*La Musicoterapia en la discapacidad auditiva *
Los disminuidos auditivos pueden tener distintos grados de sordera pero aún aquellos que son el 100% sordos, también tienen posibilidades de reeducación a través de la Musicoterapia.
Si el niño no es atendido tenderá a replegarse cada vez más en sí mismo, siendo víctima de problemas afectivos, nerviosos y de integración social.
La Musicoterapia como técnica y como expresión aporta a estos niños la vivencia de la música a nivel individual y grupal. El deficiente auditivo no “oye” como lo hace una persona normal. Percibe vibraciones y sensaciones acústicas. Desde su condición fetal perciben las vibraciones.
El sistema kinestésico nos proporciona información del propio cuerpo: posición en el espacio, postura, movimiento, equilibrio y orientación.
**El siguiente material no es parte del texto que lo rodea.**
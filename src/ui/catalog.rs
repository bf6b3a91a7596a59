use std::time::Instant;

use anyhow::Result;
use crossterm::event::{KeyCode, KeyEvent};
use tui::{
    backend::Backend,
    layout::{Constraint, Direction, Layout, Rect},
    style::{Color, Modifier, Style},
    text::{Span, Spans},
    widgets::{Block, Borders, Clear, List, ListItem, ListState, Paragraph, Tabs},
    Frame,
};

use crate::models::{CatalogEntry, CatalogKind};
use crate::ui::components::toast::{render_toast, ToastState};
use crate::ui::{centered_rect, poll_key};

const KINDS: [CatalogKind; 3] = [
    CatalogKind::ProductType,
    CatalogKind::Category,
    CatalogKind::Brand,
];

// Represents the state of the master-data maintenance screen
pub struct CatalogState {
    kind: CatalogKind,
    entries: Vec<CatalogEntry>,
    list_state: ListState,
    // (entry id, name buffer); no id means a new entry is being created.
    edit: Option<(Option<i32>, String)>,
    confirm_delete: Option<i32>,
    is_loading: bool,
    pub toasts: ToastState,
}

pub enum CatalogAction {
    Back,
    /// The active tab changed; fetch that list.
    SwitchKind(CatalogKind),
    Create(String),
    Rename(CatalogEntry),
    Delete(i32),
}

impl CatalogState {
    pub fn new() -> Self {
        Self {
            kind: CatalogKind::ProductType,
            entries: Vec::new(),
            list_state: ListState::default(),
            edit: None,
            confirm_delete: None,
            is_loading: false,
            toasts: ToastState::new(),
        }
    }

    pub fn kind(&self) -> CatalogKind {
        self.kind
    }

    pub fn begin_loading(&mut self) {
        self.is_loading = true;
    }

    pub fn finish_loading(&mut self) {
        self.is_loading = false;
    }

    pub fn set_entries(&mut self, entries: Vec<CatalogEntry>) {
        self.entries = entries;
        self.list_state = ListState::default();
        if !self.entries.is_empty() {
            self.list_state.select(Some(0));
        }
    }

    fn switch_kind(&mut self, forward: bool) -> CatalogKind {
        let idx = KINDS.iter().position(|k| *k == self.kind).unwrap_or(0);
        let len = KINDS.len();
        let next = if forward {
            (idx + 1) % len
        } else {
            (idx + len - 1) % len
        };
        self.kind = KINDS[next];
        self.edit = None;
        self.confirm_delete = None;
        self.kind
    }

    fn next(&mut self) {
        if self.entries.is_empty() {
            return;
        }
        let i = match self.list_state.selected() {
            Some(i) => (i + 1).min(self.entries.len() - 1),
            None => 0,
        };
        self.list_state.select(Some(i));
    }

    fn previous(&mut self) {
        if self.entries.is_empty() {
            return;
        }
        let i = match self.list_state.selected() {
            Some(i) => i.saturating_sub(1),
            None => 0,
        };
        self.list_state.select(Some(i));
    }

    fn selected_entry(&self) -> Option<&CatalogEntry> {
        self.list_state.selected().and_then(|i| self.entries.get(i))
    }
}

pub fn render_catalog<B: Backend>(frame: &mut Frame<B>, state: &mut CatalogState) {
    let chunks = Layout::default()
        .direction(Direction::Vertical)
        .constraints(
            [
                Constraint::Length(3), // Tabs
                Constraint::Min(3),    // List
                Constraint::Length(3), // Toast
                Constraint::Length(3), // Key help
            ]
            .as_ref(),
        )
        .split(frame.size());

    let titles = KINDS
        .iter()
        .map(|k| Spans::from(k.label()))
        .collect::<Vec<_>>();
    let selected = KINDS.iter().position(|k| *k == state.kind).unwrap_or(0);
    let tabs = Tabs::new(titles)
        .select(selected)
        .block(Block::default().title("Master Data").borders(Borders::ALL))
        .highlight_style(
            Style::default()
                .fg(Color::Yellow)
                .add_modifier(Modifier::BOLD),
        );
    frame.render_widget(tabs, chunks[0]);

    let items = state
        .entries
        .iter()
        .map(|entry| ListItem::new(entry.name.as_str()))
        .collect::<Vec<_>>();

    let title = if state.is_loading {
        format!("{} (loading...)", state.kind.label())
    } else {
        format!("{} ({})", state.kind.label(), state.entries.len())
    };
    let list = List::new(items)
        .block(Block::default().title(title).borders(Borders::ALL))
        .highlight_style(Style::default().bg(Color::Blue).fg(Color::White));
    frame.render_stateful_widget(list, chunks[1], &mut state.list_state);

    render_toast(frame, chunks[2], &state.toasts);

    let help = if state.edit.is_some() {
        "Type the name | Enter - Save | Esc - Cancel"
    } else {
        "<Tab> Next list | <A> Add | <E> Rename | <D> Delete | <Esc> Back"
    };
    let buttons = Paragraph::new(help)
        .block(Block::default().borders(Borders::TOP))
        .style(Style::default().fg(Color::White));
    frame.render_widget(buttons, chunks[3]);

    if let Some((id, buffer)) = &state.edit {
        render_edit_popup(frame, frame.size(), id.is_none(), buffer);
    }
    if state.confirm_delete.is_some() {
        let name = state
            .selected_entry()
            .map(|e| e.name.as_str())
            .unwrap_or("");
        render_delete_confirm(frame, frame.size(), name);
    }
}

fn render_edit_popup<B: Backend>(frame: &mut Frame<B>, size: Rect, is_new: bool, buffer: &str) {
    let popup_area = centered_rect(50, 20, size);
    frame.render_widget(Clear, popup_area);

    let title = if is_new { "New Entry" } else { "Rename Entry" };
    let popup = Paragraph::new(Spans::from(vec![
        Span::raw("Name: "),
        Span::styled(
            format!("{buffer}|"),
            Style::default().add_modifier(Modifier::BOLD),
        ),
    ]))
    .block(Block::default().title(title).borders(Borders::ALL));

    frame.render_widget(popup, popup_area);
}

fn render_delete_confirm<B: Backend>(frame: &mut Frame<B>, size: Rect, name: &str) {
    let popup_area = centered_rect(60, 20, size);
    frame.render_widget(Clear, popup_area);

    let prompt = Paragraph::new(vec![
        Spans::from(""),
        Spans::from(format!("Delete \"{name}\"?")),
        Spans::from(""),
        Spans::from("Y - Delete | N - Cancel"),
    ])
    .block(Block::default().title("Confirm").borders(Borders::ALL))
    .style(Style::default().fg(Color::Red));

    frame.render_widget(prompt, popup_area);
}

/// Key handling, split out so tests can drive it without a terminal.
pub fn apply_key(state: &mut CatalogState, key: KeyEvent) -> Option<CatalogAction> {
    if let Some(id) = state.confirm_delete {
        match key.code {
            KeyCode::Char('y') | KeyCode::Enter => {
                state.confirm_delete = None;
                return Some(CatalogAction::Delete(id));
            }
            KeyCode::Char('n') | KeyCode::Esc => {
                state.confirm_delete = None;
            }
            _ => {}
        }
        return None;
    }

    if let Some((id, buffer)) = &mut state.edit {
        match key.code {
            KeyCode::Esc => {
                state.edit = None;
            }
            KeyCode::Enter => {
                if buffer.is_empty() {
                    return None;
                }
                let action = match id {
                    None => CatalogAction::Create(buffer.clone()),
                    Some(id) => CatalogAction::Rename(CatalogEntry {
                        id: *id,
                        name: buffer.clone(),
                    }),
                };
                state.edit = None;
                return Some(action);
            }
            KeyCode::Char(c) => {
                buffer.push(c);
            }
            KeyCode::Backspace => {
                buffer.pop();
            }
            _ => {}
        }
        return None;
    }

    match key.code {
        KeyCode::Esc | KeyCode::Char('q') => Some(CatalogAction::Back),
        KeyCode::Tab | KeyCode::Right => Some(CatalogAction::SwitchKind(state.switch_kind(true))),
        KeyCode::BackTab | KeyCode::Left => {
            Some(CatalogAction::SwitchKind(state.switch_kind(false)))
        }
        KeyCode::Char('a') => {
            state.edit = Some((None, String::new()));
            None
        }
        KeyCode::Char('e') => {
            if let Some(entry) = state.selected_entry() {
                state.edit = Some((Some(entry.id), entry.name.clone()));
            }
            None
        }
        KeyCode::Char('d') => {
            state.confirm_delete = state.selected_entry().map(|e| e.id);
            None
        }
        KeyCode::Down => {
            state.next();
            None
        }
        KeyCode::Up => {
            state.previous();
            None
        }
        _ => None,
    }
}

pub fn handle_input(state: &mut CatalogState) -> Result<Option<CatalogAction>> {
    match poll_key()? {
        Some(key) => Ok(apply_key(state, key)),
        None => {
            state.toasts.tick(Instant::now());
            Ok(None)
        }
    }
}

#[cfg(test)]
mod tests {
    use super::*;
    use crossterm::event::KeyModifiers;

    fn key(code: KeyCode) -> KeyEvent {
        KeyEvent::new(code, KeyModifiers::NONE)
    }

    fn entries() -> Vec<CatalogEntry> {
        vec![
            CatalogEntry { id: 1, name: "Electronics".to_string() },
            CatalogEntry { id: 2, name: "Groceries".to_string() },
        ]
    }

    #[test]
    fn tab_cycles_through_the_three_lists() {
        let mut state = CatalogState::new();

        match apply_key(&mut state, key(KeyCode::Tab)) {
            Some(CatalogAction::SwitchKind(kind)) => assert_eq!(kind, CatalogKind::Category),
            _ => panic!("expected a switch"),
        }
        match apply_key(&mut state, key(KeyCode::Tab)) {
            Some(CatalogAction::SwitchKind(kind)) => assert_eq!(kind, CatalogKind::Brand),
            _ => panic!("expected a switch"),
        }
        match apply_key(&mut state, key(KeyCode::Tab)) {
            Some(CatalogAction::SwitchKind(kind)) => assert_eq!(kind, CatalogKind::ProductType),
            _ => panic!("expected a switch"),
        }
    }

    #[test]
    fn creating_an_entry_emits_the_typed_name() {
        let mut state = CatalogState::new();

        apply_key(&mut state, key(KeyCode::Char('a')));
        for c in "Tools".chars() {
            apply_key(&mut state, key(KeyCode::Char(c)));
        }

        match apply_key(&mut state, key(KeyCode::Enter)) {
            Some(CatalogAction::Create(name)) => assert_eq!(name, "Tools"),
            _ => panic!("expected a create action"),
        }
        assert!(state.edit.is_none());
    }

    #[test]
    fn empty_names_are_not_committed() {
        let mut state = CatalogState::new();

        apply_key(&mut state, key(KeyCode::Char('a')));
        assert!(apply_key(&mut state, key(KeyCode::Enter)).is_none());
        assert!(state.edit.is_some());
    }

    #[test]
    fn rename_prefills_the_existing_name() {
        let mut state = CatalogState::new();
        state.set_entries(entries());

        apply_key(&mut state, key(KeyCode::Char('e')));
        assert_eq!(state.edit, Some((Some(1), "Electronics".to_string())));

        apply_key(&mut state, key(KeyCode::Backspace));
        match apply_key(&mut state, key(KeyCode::Enter)) {
            Some(CatalogAction::Rename(entry)) => {
                assert_eq!(entry.id, 1);
                assert_eq!(entry.name, "Electronic");
            }
            _ => panic!("expected a rename action"),
        }
    }

    #[test]
    fn delete_asks_for_confirmation_first() {
        let mut state = CatalogState::new();
        state.set_entries(entries());
        apply_key(&mut state, key(KeyCode::Down));

        assert!(apply_key(&mut state, key(KeyCode::Char('d'))).is_none());
        match apply_key(&mut state, key(KeyCode::Char('y'))) {
            Some(CatalogAction::Delete(id)) => assert_eq!(id, 2),
            _ => panic!("expected a delete action"),
        }
    }
}
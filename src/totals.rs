//! Derived invoice amounts. Per-line discounts apply to each line first, the
//! general discount applies to the resulting subtotal. Discounts are percents
//! in 0..=100 and the two layers compound multiplicatively.

use crate::models::InvoiceLine;

pub fn line_subtotal(line: &InvoiceLine) -> f64 {
    line.unit_price * (1.0 - line.discount / 100.0) * line.quantity
}

pub fn invoice_subtotal(lines: &[InvoiceLine]) -> f64 {
    lines.iter().map(line_subtotal).sum()
}

pub fn invoice_total(lines: &[InvoiceLine], general_discount: f64) -> f64 {
    invoice_subtotal(lines) * (1.0 - general_discount / 100.0)
}

#[cfg(test)]
mod tests {
    use super::*;

    fn line(unit_price: f64, quantity: f64, discount: f64) -> InvoiceLine {
        InvoiceLine {
            product_id: 1,
            product_name: "test".to_string(),
            unit_price,
            quantity,
            discount,
        }
    }

    #[test]
    fn line_discount_applies_before_quantity() {
        // 100 each, 10% off, 3 units -> 270
        assert_eq!(line_subtotal(&line(100.0, 3.0, 10.0)), 270.0);
    }

    #[test]
    fn zero_discounts_are_identity() {
        let lines = vec![line(100.0, 2.0, 0.0), line(50.0, 1.0, 0.0)];

        assert_eq!(invoice_subtotal(&lines), 250.0);
        assert_eq!(invoice_total(&lines, 0.0), 250.0);
    }

    #[test]
    fn general_discount_layers_on_line_discounts() {
        // line 1: 100 * 0.9 * 2 = 180
        // line 2: 50  * 0.8 * 4 = 160
        // subtotal 340, 5% general -> 323
        let lines = vec![line(100.0, 2.0, 10.0), line(50.0, 4.0, 20.0)];

        assert!((invoice_subtotal(&lines) - 340.0).abs() < 1e-9);
        assert!((invoice_total(&lines, 5.0) - 323.0).abs() < 1e-9);
    }

    #[test]
    fn full_general_discount_zeroes_the_total() {
        let lines = vec![line(100.0, 2.0, 10.0)];

        assert!(invoice_total(&lines, 100.0).abs() < 1e-9);
    }

    #[test]
    fn empty_invoice_totals_zero() {
        assert_eq!(invoice_subtotal(&[]), 0.0);
        assert_eq!(invoice_total(&[], 50.0), 0.0);
    }
}
fn field_style(state: &InvoiceWizardState, field: InvoiceField) -> Style {
    if state.current_field == field {
        Style::default().fg(Color::Yellow)
    } else {
        Style::default()
    }
}

fn render_form<B: Backend>(frame: &mut Frame<B>, state: &mut InvoiceWizardState, area: Rect) {
    let form_chunks = Layout::default()
        .direction(Direction::Vertical)
        .constraints(
            [
                Constraint::Length(3), // Client
                Constraint::Length(3), // Date
                Constraint::Length(3), // Payment method
                Constraint::Length(3), // Salesperson
                Constraint::Length(3), // General discount
                Constraint::Min(5),    // Lines
                Constraint::Length(5), // Totals
            ]
            .as_ref(),
        )
        .split(area);

    let client_value = match &state.client {
        Some((_, name)) => name.clone(),
        None => "<none selected>".to_string(),
    };
    let client = Paragraph::new(Spans::from(vec![
        Span::styled("Client: ", field_style(state, InvoiceField::Client)),
        Span::raw(client_value),
    ]))
    .block(Block::default().borders(Borders::ALL));
    frame.render_widget(client, form_chunks[0]);

    let date = Paragraph::new(Spans::from(vec![
        Span::styled("Date: ", field_style(state, InvoiceField::Date)),
        Span::raw(state.date_state.display_string()),
    ]))
    .block(Block::default().borders(Borders::ALL));
    frame.render_widget(date, form_chunks[1]);

    let payment_value = state
        .payment_methods
        .get(state.payment_idx)
        .map(|m| m.name.clone())
        .unwrap_or_else(|| "<none>".to_string());
    let payment = Paragraph::new(Spans::from(vec![
        Span::styled(
            "Payment Method: ",
            field_style(state, InvoiceField::PaymentMethod),
        ),
        Span::raw(format!("< {payment_value} >")),
    ]))
    .block(Block::default().borders(Borders::ALL));
    frame.render_widget(payment, form_chunks[2]);

    let salesperson_value = state
        .salesperson_idx
        .and_then(|i| state.salespeople.get(i))
        .map(|s| s.name.clone())
        .unwrap_or_else(|| "<none>".to_string());
    let salesperson = Paragraph::new(Spans::from(vec![
        Span::styled(
            "Salesperson: ",
            field_style(state, InvoiceField::Salesperson),
        ),
        Span::raw(format!("< {salesperson_value} >")),
    ]))
    .block(Block::default().borders(Borders::ALL));
    frame.render_widget(salesperson, form_chunks[3]);

    let discount_value = if state.current_field == InvoiceField::GeneralDiscount && state.editing {
        format!("{}|", state.active_input)
    } else {
        format!("{:.1}", state.general_discount)
    };
    let discount = Paragraph::new(Spans::from(vec![
        Span::styled(
            "General Discount %: ",
            field_style(state, InvoiceField::GeneralDiscount),
        ),
        Span::raw(discount_value),
    ]))
    .block(Block::default().borders(Borders::ALL));
    frame.render_widget(discount, form_chunks[4]);

    render_lines(frame, state, form_chunks[5]);
    render_totals(frame, state, form_chunks[6]);
}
La kinestesia será el factor determinante del establecimiento de la relación entre el cuerpo y el medio.
A través del sentido táctil podemos decir que se percibe la música y esta es decisiva en el aprendizaje de articulación de sonidos y palabras, percepción de fonemas en el rostro, garganta, tórax... del profesor. Los sordos reaccionan ante todas las excitaciones de tonos y ruidos.
A través del sistema visual perciben los movimientos y ritmos. Es de gran importancia la observación de expresiones corporales, grafías, instrumentos, melodías, danzas.